The emotional burden, challenges of living with sickle cell disease

CASE I: Babalola is a brilliant 23-year-old 500L student of Chemical Engineering. His academic brilliance is not in any doubt and he is comfortably in good standing to graduate with a First Class… the first ever in the history of his department. He is loved by everyone, as he is always cheerful and full of life.

But what many were not aware of was that his hemoglobin genotype is SS and he frequently suffers from painful bone crises. He does not look like someone with the condition and he is also jovial. However, he has been bearing his pain silently while putting on a bold face.

Growing up as an orphan and the only child of his mother, she had sacrificed her all to send him to school and she saw how fearful and miserable she always was, whenever he was ill as a child.

She lived in daily fear that he would die. And he saw that she sold her jewellery and all to keep him healthy and to ensure he had a good future. Thus, he made up his mind from very early in life that he would study really hard, become jovial and always try to put a smile on his mother’s face….so that she would worry less about him.

He excelled in his studies and he could barely wait to graduate, secure a good job and finally make his mother comfortable as reward for her long years of sacrifice. He pictured her radiant face on his graduation day, as he would be beaming with smiles while receiving his degree from the vice chancellor.

And then he received a phone call that his mother had been hit by a drunk driver and she had not made it alive to the hospital. And his carefully constructed world, held in place by his mother, came crashing down around him. He was inconsolable as he cried his eyes out while narrating his story.

The long days of painful bone crisis – excruciating pain that simply refused to go away, his mother hovering around him like an angel…..now gone forever. Everyone around him, as he sat on the floor, was moved to tears.

Introduction

Sickle cell disease (SCD) is a debilitating disease that affects the quality of life of the sufferers and people around them. It is a major public health concern that is most prevalent among those with African, Indian, South American and Mediterranean ancestries.

Nigeria has the highest number of people living with SCD globally, with a total of about 50 million people carrying the traits. The number of those living with the disease is about four to six million Nigerians, while over 150,000 children are born every year in Nigeria with SCD.

Unfortunately, 90 per cent of these children in low and middle-income countries with SCD will die before their fifth birthday. This is largely due to poor access to good quality healthcare services.

Burden of care

The affected children and their families suffer a lot as a result of the SCD. They frequently go through very painful bone crises, anemia – needing blood transfusions. They may also suffer stroke, visual problems, bone complications leading to difficulties walking and so on. Parents also end up exhausted physically and may also develop complications such as high blood pressure from the frequent worries and difficulties.

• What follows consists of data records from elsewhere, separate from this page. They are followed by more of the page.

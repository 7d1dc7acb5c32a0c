pub mod catalog;
pub mod price;
pub mod summary;
pub mod transaction;
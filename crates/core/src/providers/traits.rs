use async_trait::async_trait;
use std::collections::HashMap;

use crate::errors::CoreError;

/// Trait abstraction for crypto price feeds.
///
/// Toman exchange rates (USD, EUR, gold) have no free public API and are
/// entered manually, so feeds only cover the USD leg: current USD prices
/// for crypto symbols. If a feed stops working or changes, we replace
/// only that one implementation — the rest of the codebase is untouched.
#[cfg_attr(target_arch = "wasm32", async_trait(?Send))]
#[cfg_attr(not(target_arch = "wasm32"), async_trait)]
pub trait PriceFeed: Send + Sync {
    /// Human-readable name of this feed (for logs/errors).
    fn name(&self) -> &str;

    /// Fetch current USD prices for the given crypto symbols.
    ///
    /// Returns a map keyed by uppercase symbol. Symbols the feed cannot
    /// resolve are simply absent from the map, not an error.
    async fn fetch_crypto_usd(
        &self,
        symbols: &[String],
    ) -> Result<HashMap<String, f64>, CoreError>;
}
pub mod errors;
pub mod format;
pub mod models;
pub mod providers;
pub mod services;
#[cfg(not(target_arch = "wasm32"))]
pub mod storage;

use chrono::{DateTime, Utc};
use models::{
    catalog::{AssetCatalog, AssetKind},
    price::PriceSnapshot,
    summary::PortfolioSummary,
    transaction::{Currency, Transaction, TransactionSortOrder},
};
use providers::registry::FeedRegistry;
use services::{transaction_service::TransactionService, valuation_service::ValuationService};
#[cfg(not(target_arch = "wasm32"))]
use storage::store::DataStore;

use errors::CoreError;

/// Main entry point for the Toman Tracker core library.
/// Holds one user's purchase log, the shared price snapshot and the
/// services needed to operate on them.
#[must_use]
pub struct TomanTracker {
    catalog: AssetCatalog,
    transactions: Vec<Transaction>,
    snapshot: Option<PriceSnapshot>,
    registry: FeedRegistry,
    transaction_service: TransactionService,
    valuation_service: ValuationService,
    /// Tracks whether any mutation has occurred since the last save/load.
    dirty: bool,
}

impl std::fmt::Debug for TomanTracker {
    fn fmt(&self, f: &mut std::fmt::Formatter<'_>) -> std::fmt::Result {
        f.debug_struct("TomanTracker")
            .field("transactions", &self.transactions.len())
            .field("catalog_assets", &self.catalog.len())
            .field("has_snapshot", &self.snapshot.is_some())
            .field("feeds", &self.registry.feed_names())
            .field("dirty", &self.dirty)
            .finish()
    }
}

impl TomanTracker {
    /// Create an empty tracker over the built-in asset catalog.
    pub fn new() -> Self {
        Self::build(AssetCatalog::default(), Vec::new(), None)
    }

    /// Create an empty tracker over a custom asset catalog.
    pub fn with_catalog(catalog: AssetCatalog) -> Self {
        Self::build(catalog, Vec::new(), None)
    }

    /// Load a user's transactions and the shared price snapshot from a store
    /// (native only, not WASM).
    #[cfg(not(target_arch = "wasm32"))]
    pub fn load_from_store(store: &DataStore, username: &str) -> Result<Self, CoreError> {
        let transactions = store.transactions(username)?;
        let snapshot = store.load_snapshot()?;
        Ok(Self::build(AssetCatalog::default(), transactions, snapshot))
    }

    /// Persist the transaction log and the snapshot back to a store
    /// (native only, not WASM).
    /// The snapshot file is only touched when a snapshot is present.
    /// Clears the unsaved-changes flag on success.
    #[cfg(not(target_arch = "wasm32"))]
    pub fn save_to_store(&mut self, store: &DataStore, username: &str) -> Result<(), CoreError> {
        store.save_transactions(username, &self.transactions)?;
        if let Some(snapshot) = &self.snapshot {
            store.save_snapshot(snapshot)?;
        }
        self.dirty = false;
        Ok(())
    }

    // ── Transaction Management ──────────────────────────────────────

    /// Record a purchase. Returns the generated transaction id.
    pub fn add_transaction(
        &mut self,
        asset_symbol: impl Into<String>,
        quantity: f64,
        buy_date_time: DateTime<Utc>,
        buy_price_per_unit: f64,
        buy_currency: Currency,
        fees_toman: f64,
    ) -> Result<String, CoreError> {
        let tx = Transaction::new(
            asset_symbol,
            quantity,
            buy_date_time,
            buy_price_per_unit,
            buy_currency,
            fees_toman,
        );
        let id = tx.id.clone();
        self.transaction_service
            .add(&mut self.transactions, tx, &self.catalog)?;
        self.dirty = true;
        Ok(id)
    }

    /// Record a purchase with a note attached.
    #[allow(clippy::too_many_arguments)]
    pub fn add_transaction_with_note(
        &mut self,
        asset_symbol: impl Into<String>,
        quantity: f64,
        buy_date_time: DateTime<Utc>,
        buy_price_per_unit: f64,
        buy_currency: Currency,
        fees_toman: f64,
        note: impl Into<String>,
    ) -> Result<String, CoreError> {
        let tx = Transaction::with_note(
            asset_symbol,
            quantity,
            buy_date_time,
            buy_price_per_unit,
            buy_currency,
            fees_toman,
            note,
        );
        let id = tx.id.clone();
        self.transaction_service
            .add(&mut self.transactions, tx, &self.catalog)?;
        self.dirty = true;
        Ok(id)
    }

    /// Replace an existing transaction, matched by id.
    /// Validates the replacement before committing.
    pub fn update_transaction(&mut self, updated: Transaction) -> Result<(), CoreError> {
        self.transaction_service
            .replace(&mut self.transactions, updated, &self.catalog)?;
        self.dirty = true;
        Ok(())
    }

    /// Set or clear the note on an existing transaction.
    pub fn set_transaction_note(
        &mut self,
        tx_id: &str,
        note: Option<String>,
    ) -> Result<(), CoreError> {
        self.transaction_service
            .set_note(&mut self.transactions, tx_id, note)?;
        self.dirty = true;
        Ok(())
    }

    /// Remove a transaction by its id.
    pub fn remove_transaction(&mut self, tx_id: &str) -> Result<(), CoreError> {
        self.transaction_service
            .remove(&mut self.transactions, tx_id)?;
        self.dirty = true;
        Ok(())
    }

    /// Get a single transaction by its id.
    #[must_use]
    pub fn get_transaction(&self, tx_id: &str) -> Option<&Transaction> {
        self.transactions.iter().find(|t| t.id == tx_id)
    }

    /// All transactions, in insertion order.
    #[must_use]
    pub fn transactions(&self) -> &[Transaction] {
        &self.transactions
    }

    /// Get the total number of transactions.
    #[must_use]
    pub fn transaction_count(&self) -> usize {
        self.transactions.len()
    }

    /// Transactions for one asset (case-insensitive symbol match), in
    /// insertion order.
    #[must_use]
    pub fn transactions_for_asset(&self, symbol: &str) -> Vec<&Transaction> {
        self.transaction_service
            .for_asset(&self.transactions, symbol)
    }

    /// Transactions sorted by a specific order.
    #[must_use]
    pub fn transactions_sorted(&self, order: TransactionSortOrder) -> Vec<&Transaction> {
        self.transaction_service.sorted(&self.transactions, order)
    }

    /// Search transactions by matching query against symbol, catalog display
    /// name, and note (case-insensitive).
    #[must_use]
    pub fn search_transactions(&self, query: &str) -> Vec<&Transaction> {
        self.transaction_service
            .search(&self.transactions, &self.catalog, query)
    }

    // ── Prices ──────────────────────────────────────────────────────

    /// Replace the price snapshot wholesale.
    pub fn set_price_snapshot(&mut self, snapshot: PriceSnapshot) {
        self.snapshot = Some(snapshot);
        self.dirty = true;
    }

    /// The current price snapshot, if any.
    #[must_use]
    pub fn price_snapshot(&self) -> Option<&PriceSnapshot> {
        self.snapshot.as_ref()
    }

    /// Set the three market rates by hand (the admin-update path).
    /// Crypto USD prices already in the snapshot are kept and `fetched_at`
    /// is refreshed. Starts from built-in defaults when no snapshot exists.
    pub fn set_market_rates(
        &mut self,
        usd_to_toman: f64,
        eur_to_toman: f64,
        gold18_to_toman: f64,
    ) -> Result<(), CoreError> {
        for rate in [usd_to_toman, eur_to_toman, gold18_to_toman] {
            if rate < 0.0 || !rate.is_finite() {
                return Err(CoreError::ValidationError(format!(
                    "Market rate must be a non-negative number, got {rate}"
                )));
            }
        }
        let mut snapshot = self
            .snapshot
            .take()
            .unwrap_or_else(PriceSnapshot::builtin_defaults);
        snapshot.usd_to_toman = usd_to_toman;
        snapshot.eur_to_toman = eur_to_toman;
        snapshot.gold18_to_toman = gold18_to_toman;
        snapshot.fetched_at = Utc::now();
        self.snapshot = Some(snapshot);
        self.dirty = true;
        Ok(())
    }

    /// Manually insert one crypto USD price (useful for testing, offline, or
    /// assets no feed covers). Starts from built-in defaults when no snapshot
    /// exists.
    pub fn set_crypto_usd_price(&mut self, symbol: &str, usd_price: f64) -> Result<(), CoreError> {
        if usd_price < 0.0 || !usd_price.is_finite() {
            return Err(CoreError::ValidationError(format!(
                "Price must be a non-negative number, got {usd_price}"
            )));
        }
        let mut snapshot = self
            .snapshot
            .take()
            .unwrap_or_else(PriceSnapshot::builtin_defaults);
        snapshot
            .crypto_usd_prices
            .insert(symbol.to_uppercase(), usd_price);
        self.snapshot = Some(snapshot);
        self.dirty = true;
        Ok(())
    }

    /// Fetch fresh USD prices for every crypto asset in the catalog and merge
    /// them into the snapshot. Prices for symbols the feeds don't return are
    /// kept as they were. Returns the number of prices updated.
    pub async fn refresh_crypto_prices(&mut self) -> Result<usize, CoreError> {
        let symbols = self.catalog.symbols_of_kind(AssetKind::Crypto);
        if symbols.is_empty() {
            return Ok(0);
        }

        let prices = self.registry.fetch_crypto_usd(&symbols).await?;
        let count = prices.len();

        let mut snapshot = self
            .snapshot
            .take()
            .unwrap_or_else(PriceSnapshot::builtin_defaults);
        for (symbol, usd_price) in prices {
            snapshot.crypto_usd_prices.insert(symbol, usd_price);
        }
        snapshot.fetched_at = Utc::now();
        self.snapshot = Some(snapshot);
        self.dirty = true;
        Ok(count)
    }

    // ── Valuation ───────────────────────────────────────────────────

    /// Value the whole portfolio against the current snapshot: per-asset
    /// totals, profit/loss, allocation, and ranked ordering.
    pub fn get_portfolio_summary(&self) -> Result<PortfolioSummary, CoreError> {
        self.valuation_service
            .summarize(&self.transactions, self.snapshot.as_ref(), &self.catalog)
    }

    // ── Dirty State ─────────────────────────────────────────────────

    /// Returns `true` if the tracker has been modified since the last save
    /// or load.
    #[must_use]
    pub fn has_unsaved_changes(&self) -> bool {
        self.dirty
    }

    // ── Export / Import ─────────────────────────────────────────────

    /// Export all transactions as a JSON string.
    pub fn export_transactions_to_json(&self) -> Result<String, CoreError> {
        serde_json::to_string_pretty(&self.transactions).map_err(|e| {
            CoreError::Serialization(format!("Failed to serialize transactions to JSON: {e}"))
        })
    }

    /// Export all transactions as a CSV string.
    /// Columns: id, symbol, name, quantity, buy_date_time, price_per_unit, currency, fees_toman, note
    #[must_use]
    pub fn export_transactions_to_csv(&self) -> String {
        let mut csv = String::from(
            "id,symbol,name,quantity,buy_date_time,price_per_unit,currency,fees_toman,note\n",
        );
        for tx in &self.transactions {
            let name = self
                .catalog
                .get(&tx.asset_symbol)
                .map(|info| info.name.as_str())
                .unwrap_or("");
            let note = tx.note.as_deref().unwrap_or("");
            // Escape CSV: quote fields containing commas, quotes, or newlines
            let escaped_name = if name.contains(',') || name.contains('"') {
                format!("\"{}\"", name.replace('"', "\"\""))
            } else {
                name.to_string()
            };
            let escaped_note = if note.contains(',') || note.contains('"') || note.contains('\n') {
                format!("\"{}\"", note.replace('"', "\"\""))
            } else {
                note.to_string()
            };
            csv.push_str(&format!(
                "{},{},{},{},{},{},{},{},{}\n",
                tx.id,
                tx.asset_symbol,
                escaped_name,
                tx.quantity,
                tx.buy_date_time.to_rfc3339(),
                tx.buy_price_per_unit,
                tx.buy_currency,
                tx.fees_toman,
                escaped_note,
            ));
        }
        csv
    }

    /// Import transactions from a JSON string. All rows are validated first;
    /// if any row fails, none are imported (all-or-nothing).
    /// Returns the number of transactions imported.
    pub fn import_transactions_from_json(&mut self, json: &str) -> Result<usize, CoreError> {
        let incoming: Vec<Transaction> = serde_json::from_str(json)?;
        let count = incoming.len();

        // Phase 1: validate every row against a staged copy
        let mut staged = self.transactions.clone();
        for tx in incoming {
            self.transaction_service
                .add(&mut staged, tx, &self.catalog)?;
        }

        // Phase 2: all valid — commit
        self.transactions = staged;
        self.dirty = true;
        Ok(count)
    }

    // ── Feed Availability ───────────────────────────────────────────

    /// Names of the registered price feeds, in priority order.
    #[must_use]
    pub fn feed_names(&self) -> Vec<String> {
        self.registry.feed_names()
    }

    /// Swap the feed registry (custom feeds, offline mocks).
    pub fn set_feed_registry(&mut self, registry: FeedRegistry) {
        self.registry = registry;
    }

    // ── Convenience Helpers ─────────────────────────────────────────

    /// The asset catalog in use.
    #[must_use]
    pub fn catalog(&self) -> &AssetCatalog {
        &self.catalog
    }

    /// Distinct symbols that appear in at least one transaction, in
    /// first-purchase order.
    #[must_use]
    pub fn held_symbols(&self) -> Vec<&str> {
        let mut seen = std::collections::HashSet::new();
        self.transactions
            .iter()
            .filter_map(|t| {
                if seen.insert(t.asset_symbol.as_str()) {
                    Some(t.asset_symbol.as_str())
                } else {
                    None
                }
            })
            .collect()
    }

    /// Timestamp of the earliest purchase.
    #[must_use]
    pub fn earliest_purchase(&self) -> Option<DateTime<Utc>> {
        self.transactions.iter().map(|t| t.buy_date_time).min()
    }

    /// Timestamp of the most recent purchase.
    #[must_use]
    pub fn latest_purchase(&self) -> Option<DateTime<Utc>> {
        self.transactions.iter().map(|t| t.buy_date_time).max()
    }

    // ── Internal ────────────────────────────────────────────────────

    fn build(
        catalog: AssetCatalog,
        transactions: Vec<Transaction>,
        snapshot: Option<PriceSnapshot>,
    ) -> Self {
        Self {
            catalog,
            transactions,
            snapshot,
            registry: FeedRegistry::new_with_defaults(),
            transaction_service: TransactionService::new(),
            valuation_service: ValuationService::new(),
            dirty: false,
        }
    }
}

impl Default for TomanTracker {
    fn default() -> Self {
        Self::new()
    }
}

They may also be wracked by guilt and wishing they had either not married or not had the child who is suffering so much due to their actions or inactions. Sometimes, the emotional reactions may place a strain on the marriage and other siblings may sometimes feel resentment for the extra care the affected sibling is receiving. The financial burden from frequent hospitalisations and treatment is also a huge source of challenge for many parents.

Emotional challenges include stigma and discrimination, exhaustion, frustration and irritability on account of the chronic pain and sometimes, depression. Others may have bouts of anxiety or turn to drug abuse to self-medicate the pain away. As a result of constant hospitalisations and medications for pain, some may develop drug addiction.

What can we do?

Prevention is best. Pre-marital counselling and genotype testing should become widespread and normal. That we are still giving birth to about 150,000 children with the disease every year is a failure of preventive steps. And no one will want to have children, only for nine out of 10 of them to die before the age of five. Psycho-social support should be introduced into routine medical services for persons affected with SCD as well as their families.

Conclusion: In commemoration of World Sickle Cell Disease Awareness Day (June 19th), we celebrate all survivors and their families (such as the numerous Babalolas and his loving mother) as true heroes and heroines. Prevention is better than cure – always.